Mind-body: Inside chronic fatigue
Dr. Charles Raison, CNNHealth's Mental Health expert and an associate professor of psychiatry and behavioral sciences at Emory University, writes regularly on the mind-body connection for better health.
Every Wednesday afternoon for the last 10 years I’ve slung a government ID badge around my neck and walked up to the Centers for Disease Control and Prevention, where I set aside my identity as a psychiatrist who studies meditation and take on the role of guest researcher in a group of scientists charged by Congress with studying chronic fatigue syndrome, or CFS.

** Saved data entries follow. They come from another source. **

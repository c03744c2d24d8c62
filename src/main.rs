use fltk::{app, enums::Event, prelude::*};
use log::info;

use quill_pad::app::{EditorSession, Message};
use quill_pad::ui::{main_window, menu};

fn main() {
    env_logger::init();
    info!("starting QuillPad {}", env!("CARGO_PKG_VERSION"));

    let fl_app = app::App::default();
    let (sender, receiver) = app::channel::<Message>();

    let mut widgets = main_window::build_main_window();
    menu::build_menu(&mut widgets.menu, &sender);

    // Route the window manager's close button through the same save
    // gate as File/Exit.
    widgets.wind.set_callback({
        let s = sender;
        move |_| {
            if app::event() == Event::Close {
                s.send(Message::WindowClose);
            }
        }
    });
    widgets.wind.show();

    let mut session = EditorSession::new(widgets, sender);

    while fl_app.wait() {
        let Some(message) = receiver.recv() else {
            continue;
        };
        match message {
            // File
            Message::FileNew => session.file_new(),
            Message::FileOpen => session.file_open(),
            Message::FileSave => session.file_save(),
            Message::FileSaveAs => session.file_save_as(),
            Message::FileExportAudio => session.export_to_audio(),
            Message::FileQuit | Message::WindowClose => {
                if session.request_quit() {
                    info!("exiting");
                    fl_app.quit();
                }
            }

            // Edit
            Message::EditUndo => session.edit_undo(),
            Message::EditRedo => session.edit_redo(),
            Message::EditCut => session.edit_cut(),
            Message::EditCopy => session.edit_copy(),
            Message::EditPaste => session.edit_paste(),
            Message::SelectAll => session.select_all(),
            Message::InsertTimestamp => session.insert_timestamp(),

            // View
            Message::ZoomIn => session.zoom_in(),
            Message::ZoomOut => session.zoom_out(),
            Message::ZoomReset => session.reset_zoom(),
            Message::ToggleDarkMode => session.toggle_dark_mode(),

            // Smart
            Message::PdfExtract => session.pdf_extract(),
            Message::ReadAloud => session.read_aloud(),

            // Help
            Message::ShowAbout => session.show_about(),

            // Editor events
            Message::BufferModified(_) => session.on_buffer_modified(),
            Message::CaretMoved => session.on_caret_moved(),

            // Background results
            Message::SpeechFinished(error) => session.speech_finished(error),
        }
    }
}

If ever there was a condition in which the mind and body give rise to disease and acrimony it is CFS. Everyone involved in the disorder is angry. Patients are mad because they are catastrophically disabled by a condition for which no one can find a convincing cause. Researchers are mad because when their findings suggest that CFS has a strong emotional/mental component, patients and their advocacy groups get even madder, reading in these findings everything from government conspiracy to the simple insult that their illness is “all in their head.”

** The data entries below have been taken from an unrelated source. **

use std::cell::{Cell, RefCell};
use std::rc::Rc;

use fltk::app::Sender;
use fltk::text::TextBuffer;

use super::history::{EditHistory, EditOp};
use super::messages::Message;
use crate::app::services::text_metrics::extract_filename;

/// The one open document: an FLTK text buffer, its optional backing file,
/// and the content as of the last successful save or load.
///
/// Dirtiness is derived, not flagged: the document is unsaved exactly when
/// the buffer content differs from the saved snapshot, so typing a change
/// and then reverting it by hand reads as saved again.
pub struct Document {
    pub buffer: TextBuffer,
    pub file_path: Option<String>,
    saved_snapshot: String,
    pub history: Rc<RefCell<EditHistory>>,
    applying_history: Rc<Cell<bool>>,
}

impl Document {
    /// Create an empty, saved document and hook the buffer's modify
    /// callback: every real modification is recorded into the undo
    /// history (unless the history itself is being applied) and announced
    /// on the channel.
    pub fn new(sender: Sender<Message>) -> Self {
        let mut buffer = TextBuffer::default();
        let history = Rc::new(RefCell::new(EditHistory::default()));
        let applying_history = Rc::new(Cell::new(false));

        let hist = history.clone();
        let applying = applying_history.clone();
        let buf = buffer.clone();
        buffer.add_modify_callback(move |pos, inserted, deleted, _restyled, deleted_text| {
            if inserted == 0 && deleted == 0 {
                return;
            }
            if !applying.get() {
                let inserted_text = if inserted > 0 {
                    buf.text_range(pos, pos + inserted).unwrap_or_default()
                } else {
                    String::new()
                };
                hist.borrow_mut().record(EditOp {
                    pos,
                    inserted: inserted_text,
                    deleted: deleted_text.to_string(),
                });
            }
            sender.send(Message::BufferModified(pos));
        });

        Self {
            buffer,
            file_path: None,
            saved_snapshot: String::new(),
            history,
            applying_history,
        }
    }

    pub fn text(&self) -> String {
        self.buffer.text()
    }

    pub fn is_dirty(&self) -> bool {
        self.text() != self.saved_snapshot
    }

    /// Filename component of the backing path, or "Untitled".
    pub fn display_name(&self) -> String {
        match self.file_path {
            Some(ref path) => extract_filename(path),
            None => "Untitled".to_string(),
        }
    }

    /// Record the current buffer content as the on-disk state.
    pub fn mark_saved(&mut self) {
        self.saved_snapshot = self.text();
    }

    /// Reset to the startup state: empty buffer, no backing file, saved.
    pub fn reset(&mut self) {
        self.replace_buffer("");
        self.file_path = None;
        self.saved_snapshot = String::new();
    }

    /// Replace the whole document with the contents of a file.
    pub fn load(&mut self, path: String, content: &str) {
        self.replace_buffer(content);
        self.file_path = Some(path);
        self.saved_snapshot = content.to_string();
    }

    /// Swap the buffer content wholesale without recording it as an
    /// undoable edit, and drop any history from the previous document.
    fn replace_buffer(&mut self, content: &str) {
        self.applying_history.set(true);
        self.buffer.set_text(content);
        self.applying_history.set(false);
        self.history.borrow_mut().clear();
    }

    /// Revert the most recent edit group. Returns the caret position to
    /// restore, or `None` when there was nothing to undo.
    pub fn undo(&mut self) -> Option<i32> {
        let group = self.history.borrow_mut().undo()?;
        self.applying_history.set(true);
        for op in group.iter().rev() {
            if !op.inserted.is_empty() {
                self.buffer.remove(op.pos, op.pos + op.inserted.len() as i32);
            }
            if !op.deleted.is_empty() {
                self.buffer.insert(op.pos, &op.deleted);
            }
        }
        self.applying_history.set(false);
        group.first().map(|op| op.pos + op.deleted.len() as i32)
    }

    /// Replay the most recently undone edit group. Returns the caret
    /// position to restore, or `None` when there was nothing to redo.
    pub fn redo(&mut self) -> Option<i32> {
        let group = self.history.borrow_mut().redo()?;
        self.applying_history.set(true);
        for op in &group {
            if !op.deleted.is_empty() {
                self.buffer.remove(op.pos, op.pos + op.deleted.len() as i32);
            }
            if !op.inserted.is_empty() {
                self.buffer.insert(op.pos, &op.inserted);
            }
        }
        self.applying_history.set(false);
        group.last().map(|op| op.pos + op.inserted.len() as i32)
    }
}

#[cfg(test)]
mod tests {
    use super::*;
    use fltk::app;
    use std::fs;

    fn test_document() -> Document {
        let (sender, _receiver) = app::channel::<Message>();
        Document::new(sender)
    }

    #[test]
    fn test_new_document_is_saved_and_untitled() {
        let doc = test_document();
        assert!(!doc.is_dirty());
        assert_eq!(doc.display_name(), "Untitled");
        assert!(doc.file_path.is_none());
    }

    #[test]
    fn test_dirty_is_derived_from_snapshot() {
        let mut doc = test_document();
        doc.load("/tmp/notes.txt".to_string(), "abc");
        assert!(!doc.is_dirty());
        assert_eq!(doc.display_name(), "notes.txt");

        doc.buffer.insert(3, "x");
        assert!(doc.is_dirty());

        // Reverting the content by hand reads as saved again.
        doc.buffer.remove(3, 4);
        assert!(!doc.is_dirty());

        doc.buffer.insert(0, "y");
        assert!(doc.is_dirty());
        doc.mark_saved();
        assert!(!doc.is_dirty());
    }

    #[test]
    fn test_reset_restores_startup_state() {
        let mut doc = test_document();
        doc.load("/tmp/notes.txt".to_string(), "abc");
        doc.buffer.insert(0, "x");

        doc.reset();
        assert_eq!(doc.text(), "");
        assert!(doc.file_path.is_none());
        assert!(!doc.is_dirty());
        assert!(!doc.history.borrow().can_undo());
    }

    #[test]
    fn test_save_load_round_trip() {
        let dir = tempfile::tempdir().unwrap();
        let path = dir.path().join("roundtrip.txt");
        let original = "line one\nline two\n\ttabbed";

        let mut doc = test_document();
        doc.buffer.set_text(original);
        fs::write(&path, doc.text()).unwrap();

        let read_back = fs::read_to_string(&path).unwrap();
        assert_eq!(read_back, original);

        // Saving again with no intervening edits writes identical bytes.
        fs::write(&path, doc.text()).unwrap();
        assert_eq!(fs::read_to_string(&path).unwrap(), original);

        let mut reloaded = test_document();
        reloaded.load(path.to_string_lossy().to_string(), &read_back);
        assert_eq!(reloaded.text(), original);
        assert!(!reloaded.is_dirty());
    }

    #[test]
    fn test_modify_callback_feeds_undo_history() {
        let mut doc = test_document();

        doc.buffer.insert(0, "abc");
        doc.history.borrow_mut().break_group();
        doc.buffer.insert(3, "def");
        doc.history.borrow_mut().break_group();
        assert_eq!(doc.text(), "abcdef");

        assert_eq!(doc.undo(), Some(3));
        assert_eq!(doc.text(), "abc");

        assert_eq!(doc.undo(), Some(0));
        assert_eq!(doc.text(), "");
        assert_eq!(doc.undo(), None);

        assert_eq!(doc.redo(), Some(3));
        assert_eq!(doc.text(), "abc");
        assert_eq!(doc.redo(), Some(6));
        assert_eq!(doc.text(), "abcdef");
        assert_eq!(doc.redo(), None);
    }

    #[test]
    fn test_load_clears_history() {
        let mut doc = test_document();
        doc.buffer.insert(0, "typed");
        doc.history.borrow_mut().break_group();
        assert!(doc.history.borrow().can_undo());

        doc.load("/tmp/other.txt".to_string(), "fresh");
        assert!(!doc.history.borrow().can_undo());
        assert_eq!(doc.undo(), None);
        assert_eq!(doc.text(), "fresh");
    }
}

Into this fray comes the largest and most definitive study of how to treat CFS ever done, published last week in the journal Lancet. As one who works in the field I find its results important, hopeful and disappointing. Still, for anyone who struggles with chronic exhaustion, pain or other physical symptoms for which doctors can’t find a cause, the study provides clear guidance about how to best proceed in dealing with your symptoms.

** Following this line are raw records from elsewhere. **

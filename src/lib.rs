//! QuillPad - a minimalist notepad with PDF text extraction and read-aloud.
//!
//! The crate is split into two layers:
//!
//! - [`app`] - session state, domain types, and the services that do the
//!   actual work (file I/O, text metrics, PDF extraction, speech)
//! - [`ui`] - FLTK widget construction: window layout, menu command table,
//!   theming, dialogs
//!
//! The binary in `main.rs` wires the two together: UI events become
//! [`app::Message`] values sent over an FLTK channel, and a single dispatch
//! loop forwards them to the [`app::EditorSession`].

pub mod app;
pub mod ui;

pub use app::domain::{Document, EditHistory, EditOp, Message, SessionConfig};
pub use app::error::{AppError, Result};
pub use app::state::EditorSession;
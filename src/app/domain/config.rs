/// Session-scoped view configuration.
///
/// Every session starts from these defaults; nothing is persisted across
/// runs. The fields live on the session rather than in process-wide state
/// so a future second window gets its own copy.
#[derive(Debug, Clone, Copy, PartialEq, Eq)]
pub struct SessionConfig {
    pub font_size: u32,
    pub dark_mode: bool,
}

pub const DEFAULT_FONT_SIZE: u32 = 12;
pub const MIN_FONT_SIZE: u32 = 1;

impl Default for SessionConfig {
    fn default() -> Self {
        Self {
            font_size: DEFAULT_FONT_SIZE,
            dark_mode: false,
        }
    }
}

impl SessionConfig {
    /// Grow the font by one point. Returns the new size.
    pub fn zoom_in(&mut self) -> u32 {
        self.font_size += 1;
        self.font_size
    }

    /// Shrink the font by one point; shrinking below the minimum is a no-op.
    /// Returns the new size.
    pub fn zoom_out(&mut self) -> u32 {
        if self.font_size > MIN_FONT_SIZE {
            self.font_size -= 1;
        }
        self.font_size
    }

    /// Restore the default font size. Returns the new size.
    pub fn reset_zoom(&mut self) -> u32 {
        self.font_size = DEFAULT_FONT_SIZE;
        self.font_size
    }

    pub fn toggle_dark_mode(&mut self) -> bool {
        self.dark_mode = !self.dark_mode;
        self.dark_mode
    }
}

The study randomly assigned 641 people with CFS to receive cognitive behavioral therapy, also known as CBT, in which subjects were guided in thought processes and behaviors including fear of symptoms and helped to succeed in activities; graded exercise training, in which the participants gradually increased their activity levels to achieve specific goals; adaptive pacing therapy, in which activity is paced specifically to reduce fatigue, achieve specific goals and provide the best environment for natural recovery; or medical care by a specialist in chronic fatigue syndrome.
A year later all the subjects were evaluated to see which of these treatments had the best long-term effect. More important than the details of the treatments is the fact that the graded exercise training and CBT gently pushed patients to increase their levels of activity and functioning, whereas the adaptive pacing therapy focused on helping the CFS patients live better within the limits of their illness by restricting their activities so as not to become overly exhausted.
The findings were clear. The patients who challenged themselves to improve their condition within the context of CBT or graded exercise got much better on the whole than did those who accepted their disabled fate and tried to live with it within the guidelines of the adaptive pacing therapy. If you’ve got CFS you’ve got to fight for your health by pushing against your pain and exhaustion to get in better mental and physical shape.
But before proceeding, an important caveat. This does not mean that if you have CFS, fibromyalgia or a related condition you should hop up and train for a marathon. A hallmark of both CBT and graded exercise is that they increase activity gradually and require close monitoring to ensure success. These interventions require time and patience and can be completely destroyed by the types of over-eagerness that lead to disease relapse.
So the good news is that even though we don’t understand what causes CFS, it can be treated with behavioral interventions that anyone with the illness can, at least in theory, avail themselves of. This is a cause for some hope.
But there is bad news on at least two fronts. First, despite all the hoopla this study has gotten in the press recently, none of the treatments worked very well. In fact, only one out of three patients improved with either CBT or graded exercise. This means that the majority of people did not improve, despite all their time and effort.
The second piece of bad news derives directly from the first, and that is the fact that the best treatments we have for CFS and related conditions are completely non-specific, which is probably we they don’t work so well. After all, increasing our sense of mental control through CBT and our physical fitness through graded exercise would probably help most of us. Compare this to an antibiotic. If you are well an antibiotic does nothing. If you are in mortal agony from a bacterial infection it saves your life.
What’s the difference between an antibiotic and the treatments studied for CFS? Antibiotics strike directly at the cause of the disease in question. That is why they are so specific and so powerful.
Reading the study I was, in the end, left with a sense of solidarity with patients suffering with CFS and other devastating conditions without a known cause. When you’re sick you’ll take an aspirin if that’s all you’ve got, but you long nonetheless for a treatment that cures the problem. The search for such cures is one of the great challenges facing mind-body medicine in the 21st century.